## Exercise prompt
Working from the entries below, give again each line from the first through the one containing "let mut index: Option<PathBuf> = None;", exactly and with nothing else.

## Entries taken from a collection
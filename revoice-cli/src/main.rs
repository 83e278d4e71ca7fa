//! Terminal host for the revoice engine.
//!
//! `revoice devices` prints the audio device inventory as JSON.
//! `revoice run --model <gen.onnx> ...` loads a model bundle, opens the
//! duplex stream and converts live until Enter is pressed.
//!
//! Built without the `onnx` feature the run command uses the built-in
//! stub backend, which is only useful for latency smoke tests.

use std::path::PathBuf;
use std::sync::Arc;

use anyhow::{bail, Context};
use tracing::info;
use tracing_subscriber::EnvFilter;

use revoice_core::audio::device;
use revoice_core::session::backend::ConversionBackend;
use revoice_core::{
    ConversionSettings, PitchMethod, RevoiceEngine, StreamConfig,
};

#[derive(Debug)]
struct RunArgs {
    model: PathBuf,
    index: Option<PathBuf>,
    models_dir: PathBuf,
    embedder: String,
    speaker: u32,
    stream: StreamConfig,
    settings: ConversionSettings,
}

const USAGE: &str = "Usage:
  revoice devices
  revoice run --model <gen.onnx> [options]

Options for run:
  --index <file>          retrieval index file
  --models-dir <dir>      directory with embedder/pitch models (default: models)
  --embedder <name>       embedder model stem (default: contentvec)
  --speaker <n>           speaker id (default: 0)
  --input <name>          input device name
  --output <name>         output device name
  --sample-rate <hz>      device sample rate (default: 48000)
  --block-size <n>        device block size (default: 1024)
  --pitch <semitones>     pitch shift, -24..24 (default: 0)
  --method <m>            pitch method: rmvpe | fcpe | zero (default: rmvpe)
  --index-rate <r>        retrieval blend rate 0..1 (default: 0.75)
  --protect <r>           voiceless protection 0..0.5 (default: 0.33)
  --autotune              enable autotune
  --no-vad                disable the voice activity gate";

fn parse_run_args(mut it: std::env::Args) -> anyhow::Result<RunArgs> {
    let mut model: Option<PathBuf> = None;
    let mut index: Option<PathBuf> = None;
    let mut models_dir = PathBuf::from("models");
    let mut embedder = "contentvec".to_string();
    let mut speaker = 0u32;
    let mut stream = StreamConfig::default();
    let mut settings = ConversionSettings::default();

    while let Some(arg) = it.next() {
        let mut value = |name: &str| -> anyhow::Result<String> {
            it.next().with_context(|| format!("missing value for {name}"))
        };
        match arg.as_str() {
            "--model" => model = Some(PathBuf::from(value("--model")?)),
            "--index" => index = Some(PathBuf::from(value("--index")?)),
            "--models-dir" => models_dir = PathBuf::from(value("--models-dir")?),
            "--embedder" => embedder = value("--embedder")?,
            "--speaker" => speaker = value("--speaker")?.parse().context("invalid --speaker")?,
            "--input" => stream.input_device = Some(value("--input")?),
            "--output" => stream.output_device = Some(value("--output")?),
            "--sample-rate" => {
                stream.sample_rate = value("--sample-rate")?
                    .parse()
                    .context("invalid --sample-rate")?
            }
            "--block-size" => {
                stream.block_size = value("--block-size")?
                    .parse()
                    .context("invalid --block-size")?
            }
            "--pitch" => {
                settings.pitch_shift = value("--pitch")?.parse().context("invalid --pitch")?
            }
            "--method" => settings.pitch_method = PitchMethod::from_name(&value("--method")?),
            "--index-rate" => {
                settings.index_rate = value("--index-rate")?
                    .parse()
                    .context("invalid --index-rate")?
            }
            "--protect" => {
                settings.protect = value("--protect")?.parse().context("invalid --protect")?
            }
            "--autotune" => settings.autotune = true,
            "--no-vad" => settings.vad_enabled = false,
            "--help" | "-h" => {
                println!("{USAGE}");
                std::process::exit(0);
            }
            other => bail!("unknown argument: {other}"),
        }
    }

    let model = model.context("--model is required")?;
    Ok(RunArgs {
        model,
        index,
        models_dir,
        embedder,
        speaker,
        stream,
        settings,
    })
}

#[cfg(feature = "onnx")]
fn backend(models_dir: &std::path::Path) -> Arc<dyn ConversionBackend> {
    Arc::new(revoice_core::OnnxBackend::new(models_dir.to_path_buf()))
}

#[cfg(not(feature = "onnx"))]
fn backend(_models_dir: &std::path::Path) -> Arc<dyn ConversionBackend> {
    tracing::warn!("built without the onnx feature, using the stub backend");
    Arc::new(revoice_core::session::stub::StubBackend::new())
}

fn print_devices() -> anyhow::Result<()> {
    let mut devices = device::list_input_devices();
    devices.extend(device::list_output_devices());
    println!("{}", serde_json::to_string_pretty(&devices)?);
    Ok(())
}

async fn run(args: RunArgs) -> anyhow::Result<()> {
    let engine = Arc::new(RevoiceEngine::new(
        args.stream.clone(),
        backend(&args.models_dir),
    ));
    engine.update_settings(args.settings.clone())?;

    info!(model = %args.model.display(), speaker = args.speaker, "loading resources");
    engine.load_resources(
        &args.model,
        args.index.as_deref(),
        args.speaker,
        &args.embedder,
    )?;

    let mut status_rx = engine.subscribe_status();
    tokio::spawn(async move {
        while let Ok(event) = status_rx.recv().await {
            if let Ok(json) = serde_json::to_string(&event) {
                println!("{json}");
            }
        }
    });

    engine.start()?;
    println!("converting — press Enter to stop");

    // Block on stdin off the async runtime.
    tokio::task::spawn_blocking(|| {
        let mut line = String::new();
        let _ = std::io::stdin().read_line(&mut line);
    })
    .await?;

    engine.stop()?;
    let snap = engine.diagnostics_snapshot();
    info!(
        blocks_in = snap.blocks_in,
        blocks_converted = snap.blocks_converted,
        blocks_gated = snap.blocks_gated,
        session_busy = snap.session_busy,
        "session summary"
    );
    Ok(())
}

#[tokio::main]
async fn main() -> anyhow::Result<()> {
    tracing_subscriber::fmt()
        .with_env_filter(
            EnvFilter::try_from_default_env().unwrap_or_else(|_| EnvFilter::new("info")),
        )
        .init();

    let mut args = std::env::args();
    let _bin = args.next();
    match args.next().as_deref() {
        Some("devices") => print_devices(),
        Some("run") => run(parse_run_args(args)?).await,
        _ => {
            println!("{USAGE}");
            Ok(())
        }
    }
}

## Response box
filename revoice-cli/src/main.rs
repository 83e278d4e71ca7fa
//! Terminal host for the revoice engine.
//!
//! `revoice devices` prints the audio device inventory as JSON.
//! `revoice run --model <gen.onnx> ...` loads a model bundle, opens the
//! duplex stream and converts live until Enter is pressed.
//!
//! Built without the `onnx` feature the run command uses the built-in
//! stub backend, which is only useful for latency smoke tests.

use std::path::PathBuf;
use std::sync::Arc;

use anyhow::{bail, Context};
use tracing::info;
use tracing_subscriber::EnvFilter;

use revoice_core::audio::device;
use revoice_core::session::backend::ConversionBackend;
use revoice_core::{
    ConversionSettings, PitchMethod, RevoiceEngine, StreamConfig,
};

#[derive(Debug)]
struct RunArgs {
    model: PathBuf,
    index: Option<PathBuf>,
    models_dir: PathBuf,
    embedder: String,
    speaker: u32,
    stream: StreamConfig,
    settings: ConversionSettings,
}

const USAGE: &str = "Usage:
  revoice devices
  revoice run --model <gen.onnx> [options]

Options for run:
  --index <file>          retrieval index file
  --models-dir <dir>      directory with embedder/pitch models (default: models)
  --embedder <name>       embedder model stem (default: contentvec)
  --speaker <n>           speaker id (default: 0)
  --input <name>          input device name
  --output <name>         output device name
  --sample-rate <hz>      device sample rate (default: 48000)
  --block-size <n>        device block size (default: 1024)
  --pitch <semitones>     pitch shift, -24..24 (default: 0)
  --method <m>            pitch method: rmvpe | fcpe | zero (default: rmvpe)
  --index-rate <r>        retrieval blend rate 0..1 (default: 0.75)
  --protect <r>           voiceless protection 0..0.5 (default: 0.33)
  --autotune              enable autotune
  --no-vad                disable the voice activity gate";

fn parse_run_args(mut it: std::env::Args) -> anyhow::Result<RunArgs> {
    let mut model: Option<PathBuf> = None;
    let mut index: Option<PathBuf> = None;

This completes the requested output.